**EXERCISE AIM**
The records appear below. Copy each one exactly.

**EXERCISE MATERIAL**
────────────────────

//! When steps for event intake BDD scenarios.

use super::world::{IntakeWorld, run_async, slack_delivery};
use rstest_bdd_macros::when;

#[when(r#"slack message "{event_id}" saying "{text}" arrives on channel "{channel}""#)]
fn message_arrives(
    world: &mut IntakeWorld,
    event_id: String,
    text: String,
    channel: String,
) -> Result<(), eyre::Report> {
    let incoming = slack_delivery(&event_id, &text, &channel)?;
    let result = run_async(world.service.process_incoming_event(incoming));
    world.last_result = Some(result);
    Ok(())
}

────────────────────

**EXPECTED OUTPUT**
//! When steps for event intake BDD scenarios.

use super::world::{IntakeWorld, run_async, slack_delivery};
use rstest_bdd_macros::when;

#[when(r#"slack message "{event_id}" saying "{text}" arrives on channel "{channel}""#)]
fn message_arrives(
    world: &mut IntakeWorld,
    event_id: String,
    text: String,
    channel: String,
) -> Result<(), eyre::Report> {
    let incoming = slack_delivery(&event_id, &text, &channel)?;
    let result = run_async(world.service.process_incoming_event(incoming));
    world.last_result = Some(result);
    Ok(())
}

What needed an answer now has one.